#### [Instructions to follow]
Keep only those lines of the records that include the string "crate".

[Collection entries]
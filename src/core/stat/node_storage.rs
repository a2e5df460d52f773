use super::{ResourceNode, StatParams};
use crate::{
    base::{
        ResourceType, ResourceWrapper, TrafficType, DEFAULT_MAX_RESOURCE_AMOUNT,
        TOTAL_IN_BOUND_RESOURCE_NAME,
    },
    logging, Result,
};
use arc_swap::ArcSwap;
use dashmap::{mapref::entry::Entry, DashMap};
use std::sync::{
    atomic::{AtomicBool, Ordering},
    Arc,
};

/// NodeRegistry lazily creates and caches one ResourceNode per resource identity.
/// Lookups of known resources never take a registry wide lock,
/// creation is an insert-if-absent on the owning shard.
#[derive(Debug)]
pub struct NodeRegistry {
    params: ArcSwap<StatParams>,
    inbound: Arc<ResourceNode>,
    nodes: DashMap<ResourceWrapper, Arc<ResourceNode>>,
    overflow_warned: AtomicBool,
}

impl NodeRegistry {
    pub fn new(params: StatParams) -> Result<Self> {
        params.check()?;
        let inbound = Arc::new(ResourceNode::new(
            TOTAL_IN_BOUND_RESOURCE_NAME.into(),
            ResourceType::Common,
            params,
        )?);
        Ok(NodeRegistry {
            params: ArcSwap::from_pointee(params),
            inbound,
            nodes: DashMap::new(),
            overflow_warned: AtomicBool::new(false),
        })
    }

    pub fn params(&self) -> StatParams {
        **self.params.load()
    }

    /// the global statistic of all inbound traffic
    pub fn inbound_node(&self) -> Arc<ResourceNode> {
        self.inbound.clone()
    }

    pub fn get_resource_node(
        &self,
        name: &str,
        traffic_type: TrafficType,
    ) -> Option<Arc<ResourceNode>> {
        let key = ResourceWrapper::new(name.into(), ResourceType::Common, traffic_type);
        self.nodes.get(&key).map(|n| n.value().clone())
    }

    pub fn get_or_create_resource_node(&self, res: &ResourceWrapper) -> Result<Arc<ResourceNode>> {
        if let Some(node) = self.nodes.get(res) {
            return Ok(node.value().clone());
        }
        let node = match self.nodes.entry(res.clone()) {
            Entry::Occupied(e) => e.get().clone(),
            Entry::Vacant(e) => {
                let node = Arc::new(ResourceNode::new(
                    res.name().clone(),
                    *res.resource_type(),
                    self.params(),
                )?);
                e.insert(node.clone());
                node
            }
        };
        if self.nodes.len() > DEFAULT_MAX_RESOURCE_AMOUNT
            && !self.overflow_warned.swap(true, Ordering::SeqCst)
        {
            logging::warn!(
                "[NodeRegistry] Resource amount exceeds the threshold {}",
                DEFAULT_MAX_RESOURCE_AMOUNT
            );
        }
        Ok(node)
    }

    pub fn get_or_create_origin_node(
        &self,
        node: &ResourceNode,
        origin: &str,
    ) -> Result<Arc<ResourceNode>> {
        node.get_or_create_origin_node(origin)
    }

    /// a snapshot of all resource nodes, the inbound node excluded
    pub fn all_nodes(&self) -> Vec<(ResourceWrapper, Arc<ResourceNode>)> {
        self.nodes
            .iter()
            .map(|e| (e.key().clone(), e.value().clone()))
            .collect()
    }

    pub fn len(&self) -> usize {
        self.nodes.len()
    }

    pub fn is_empty(&self) -> bool {
        self.nodes.is_empty()
    }

    /// Rebuilds the windows of every node with the new parameters.
    /// Nodes stay registered, so callers holding them keep recording into the same node.
    pub fn reset_all(&self, params: StatParams) -> Result<()> {
        params.check()?;
        self.params.store(Arc::new(params));
        self.inbound.reset(params)?;
        for node in self.nodes.iter() {
            node.value().reset(params)?;
        }
        logging::info!("[NodeRegistry] All resource nodes reset with {:?}", params);
        Ok(())
    }
}

#[cfg(test)]
mod test {
    use super::*;
    use crate::base::{MetricEvent, ReadStat, WriteStat};
    use std::thread;

    fn res(name: &str, traffic_type: TrafficType) -> ResourceWrapper {
        ResourceWrapper::new(name.into(), ResourceType::Web, traffic_type)
    }

    #[test]
    fn lookup_by_identity() {
        let registry = NodeRegistry::new(StatParams::default()).unwrap();
        assert!(registry.is_empty());
        let inbound = registry
            .get_or_create_resource_node(&res("abc", TrafficType::Inbound))
            .unwrap();
        let outbound = registry
            .get_or_create_resource_node(&res("abc", TrafficType::Outbound))
            .unwrap();
        assert!(!Arc::ptr_eq(&inbound, &outbound));
        assert_eq!(registry.len(), 2);
        assert_eq!(inbound.resource_type(), ResourceType::Web);

        let found = registry
            .get_resource_node("abc", TrafficType::Inbound)
            .unwrap();
        assert!(Arc::ptr_eq(&found, &inbound));
        assert!(registry
            .get_resource_node("def", TrafficType::Inbound)
            .is_none());
        assert_eq!(
            registry.inbound_node().res_name(),
            TOTAL_IN_BOUND_RESOURCE_NAME
        );
    }

    #[test]
    fn concurrent_creation_yields_one_node() {
        let registry = Arc::new(NodeRegistry::new(StatParams::default()).unwrap());
        let mut handles = Vec::new();
        for _ in 0..64 {
            let registry = registry.clone();
            handles.push(thread::spawn(move || {
                registry
                    .get_or_create_resource_node(&res("hot", TrafficType::Inbound))
                    .unwrap()
            }));
        }
        let nodes: Vec<_> = handles.into_iter().map(|h| h.join().unwrap()).collect();
        for n in &nodes {
            assert!(Arc::ptr_eq(n, &nodes[0]));
        }
        assert_eq!(registry.all_nodes().len(), 1);
    }

    #[test]
    fn origin_nodes() {
        let registry = NodeRegistry::new(StatParams::default()).unwrap();
        let node = registry
            .get_or_create_resource_node(&res("abc", TrafficType::Inbound))
            .unwrap();
        let a = registry.get_or_create_origin_node(&node, "a").unwrap();
        let b = registry.get_or_create_origin_node(&node, "b").unwrap();
        assert!(!Arc::ptr_eq(&a, &b));
        assert!(Arc::ptr_eq(
            &a,
            &registry.get_or_create_origin_node(&node, "a").unwrap()
        ));
    }

    #[test]
    fn reset_all() {
        let registry = NodeRegistry::new(StatParams::default()).unwrap();
        let node = registry
            .get_or_create_resource_node(&res("abc", TrafficType::Inbound))
            .unwrap();
        node.add_count(MetricEvent::Pass, 5);
        registry.inbound_node().add_count(MetricEvent::Pass, 5);

        let invalid = StatParams {
            interval_ms: 3000,
            ..Default::default()
        };
        assert!(registry.reset_all(invalid).is_err());
        assert_eq!(node.sum(MetricEvent::Pass), 5);

        let params = StatParams {
            sample_count_total: 10,
            interval_ms_total: 10000,
            sample_count: 1,
            interval_ms: 1000,
        };
        registry.reset_all(params).unwrap();
        assert_eq!(registry.params(), params);
        assert_eq!(node.sum(MetricEvent::Pass), 0);
        assert_eq!(registry.inbound_node().sum(MetricEvent::Pass), 0);
        let same = registry
            .get_or_create_resource_node(&res("abc", TrafficType::Inbound))
            .unwrap();
        assert!(Arc::ptr_eq(&same, &node));
        assert_eq!(same.params(), params);
    }
}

#### [Response to this exercise]
use crate::{
    use crate::base::{MetricEvent, ReadStat, WriteStat};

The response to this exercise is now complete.